Crucial in all this activity is that whatever procedures are undergone, they be done with the fully informed consent of the patient and/or family. If the patient is transferred from the I.C.U. to the operating room to facilitate the retrieval of organs, the S.C.C.M. committee believes that, contrary to general practice, the family should be given the opportunity to remain with the patient until the moment of death. Accompanying the patient through the journey of life to its very end, instead of what looks like abandoning the patient to a technological demise, may be of crucial importance to the family. The family must be apprised of the environment, of what will occur and of the need for them to take their leave very shortly after death is pronounced. They should also be provided with social and pastoral support throughout the entire process.

With a continuing shortfall of desperately needed human organs, the non-heartbeating cadaver is a valuable alternative source of organs. The S.C.C.M. committee estimates that as many as 20 percent of potential donors are now in this category. And a study at Children’s Hospital of Philadelphia by Tracy Koogler and colleagues indicates that within that institution, the routine use of N.H.B.C.D.’s could increase organ donation in the pediatric population by as much as 42 percent.

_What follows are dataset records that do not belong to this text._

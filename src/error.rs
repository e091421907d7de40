use std::path::PathBuf;

use thiserror::Error;

pub type Result<T, E = Error> = std::result::Result<T, E>;

#[derive(Debug, Error)]
pub enum Error
{
    #[error("terminal error: {0}")]
    Terminal(#[source] std::io::Error),
    #[error("failed to access {path}: {source}")]
    Io
    {
        path: PathBuf,
        #[source]
        source: std::io::Error,
    },
    #[error("score file {path} is not valid JSON: {source}")]
    Json
    {
        path: PathBuf,
        #[source]
        source: serde_json::Error,
    },
    #[error("failed to encode scores: {0}")]
    Encode(#[source] serde_json::Error),
    #[error("config file {path} is invalid: {source}")]
    Config
    {
        path: PathBuf,
        #[source]
        source: toml::de::Error,
    },
    #[error("{0}")]
    InvalidOption(String),
    #[error("unknown game '{0}', run `kb-arcade list` to see the games")]
    UnknownGame(String),
    #[error("could not determine a {0} directory, set it explicitly")]
    NoDirectory(&'static str),
}

impl Error
{
    pub fn io(path: impl Into<PathBuf>, source: std::io::Error) -> Self
    {
        Error::Io {
            path: path.into(),
            source,
        }
    }
}
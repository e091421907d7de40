use super::grid::Grid;

#[derive(Debug, Clone, Copy, PartialEq)]
pub struct Rect
{
    pub x: f32,
    pub y: f32,
    pub w: f32,
    pub h: f32,
}

impl Rect
{
    pub const fn new(x: f32, y: f32, w: f32, h: f32) -> Self
    {
        Self { x, y, w, h }
    }

    pub fn intersects(&self, other: &Rect) -> bool
    {
        self.x < other.x + other.w
            && other.x < self.x + self.w
            && self.y < other.y + other.h
            && other.y < self.y + self.h
    }

    pub fn center(&self) -> (f32, f32)
    {
        (self.x + self.w / 2.0, self.y + self.h / 2.0)
    }
}

/// Where along a paddle the ball landed, from -1.0 (leading edge) to 1.0
/// (trailing edge). `pos` and the paddle are measured on the same axis.
pub fn paddle_hit_factor(pos: f32, paddle_start: f32, paddle_len: f32) -> f32
{
    if paddle_len <= 0.0 {
        return 0.0;
    }
    let center = paddle_start + paddle_len / 2.0;
    ((pos - center) / (paddle_len / 2.0)).clamp(-1.0, 1.0)
}

/// Slides the non-zero values of `line` toward index 0, merging equal
/// neighbours once per move. Returns the points earned by merges.
pub fn slide_and_merge(line: &mut [u32]) -> u32
{
    let tiles: Vec<u32> = line.iter().copied().filter(|&v| v != 0).collect();
    let mut merged = Vec::with_capacity(line.len());
    let mut points = 0;
    let mut idx = 0;
    while idx < tiles.len() {
        if idx + 1 < tiles.len() && tiles[idx] == tiles[idx + 1] {
            let value = tiles[idx] * 2;
            merged.push(value);
            points += value;
            idx += 2;
        } else {
            merged.push(tiles[idx]);
            idx += 1;
        }
    }
    merged.resize(line.len(), 0);
    line.copy_from_slice(&merged);
    points
}

/// Indices of rows where every cell is occupied.
pub fn full_rows<T>(grid: &Grid<Option<T>>) -> Vec<usize>
{
    (0..grid.height())
        .filter(|&y| grid.row(y).iter().all(Option::is_some))
        .collect()
}

/// Removes the given rows and shifts everything above them down. Returns the
/// number of rows removed.
pub fn clear_rows<T: Clone>(grid: &mut Grid<Option<T>>, rows: &[usize]) -> usize
{
    if rows.is_empty() {
        return 0;
    }
    let width = grid.width();
    let kept: Vec<Vec<Option<T>>> = (0..grid.height())
        .filter(|y| !rows.contains(y))
        .map(|y| grid.row(y).to_vec())
        .collect();
    let removed = grid.height() - kept.len();
    for y in 0..removed {
        grid.row_mut(y).iter_mut().for_each(|cell| *cell = None);
    }
    for (offset, row) in kept.into_iter().enumerate() {
        grid.row_mut(removed + offset)[..width].clone_from_slice(&row);
    }
    removed
}

#[cfg(test)]
mod tests
{
    use super::*;
    use crate::engine::grid::Point;

    #[test]
    fn rects_touching_edges_do_not_intersect()
    {
        let a = Rect::new(0.0, 0.0, 2.0, 2.0);
        assert!(!a.intersects(&Rect::new(2.0, 0.0, 1.0, 1.0)));
        assert!(a.intersects(&Rect::new(1.5, 1.5, 1.0, 1.0)));
        assert_eq!(a.center(), (1.0, 1.0));
    }

    #[test]
    fn hit_factor_spans_paddle()
    {
        assert_eq!(paddle_hit_factor(5.0, 2.0, 6.0), 0.0);
        assert_eq!(paddle_hit_factor(2.0, 2.0, 6.0), -1.0);
        assert_eq!(paddle_hit_factor(20.0, 2.0, 6.0), 1.0);
    }

    #[test]
    fn merges_each_tile_once()
    {
        let mut line = [2, 2, 2, 2];
        assert_eq!(slide_and_merge(&mut line), 8);
        assert_eq!(line, [4, 4, 0, 0]);

        let mut line = [4, 0, 4, 8];
        assert_eq!(slide_and_merge(&mut line), 8);
        assert_eq!(line, [8, 8, 0, 0]);

        let mut line = [0, 2, 0, 4];
        assert_eq!(slide_and_merge(&mut line), 0);
        assert_eq!(line, [2, 4, 0, 0]);
    }

    #[test]
    fn clears_rows_and_drops_the_rest()
    {
        let mut grid: Grid<Option<u8>> = Grid::new(2, 4, None);
        grid.set(Point::new(0, 0), Some(1));
        grid.set(Point::new(0, 2), Some(2));
        grid.set(Point::new(1, 2), Some(2));
        grid.set(Point::new(0, 3), Some(3));
        grid.set(Point::new(1, 3), Some(3));

        let rows = full_rows(&grid);
        assert_eq!(rows, vec![2, 3]);
        assert_eq!(clear_rows(&mut grid, &rows), 2);
        assert_eq!(grid.row(3), &[None, None]);
        assert_eq!(grid.row(2), &[Some(1), None]);
        assert!(full_rows(&grid).is_empty());
    }
}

Given the critical need for transplantable organs and the potential for successful transplants from non-heartbeating cadaver donors, the careful circumscribing of the ethical and legal parameters of procurement from non-heartbeating cadaver donors by the critical care medical community should significantly advance the acceptance of organ donation from such patients. The task now, as earlier with regard to harvesting organs from those who met neurological criteria for death, is to educate physicians and the public alike of the truth that even in the face of one’s own death, the gift of life can be given—by what Pope John Paul II describes as the “particularly praiseworthy” act of organ donation.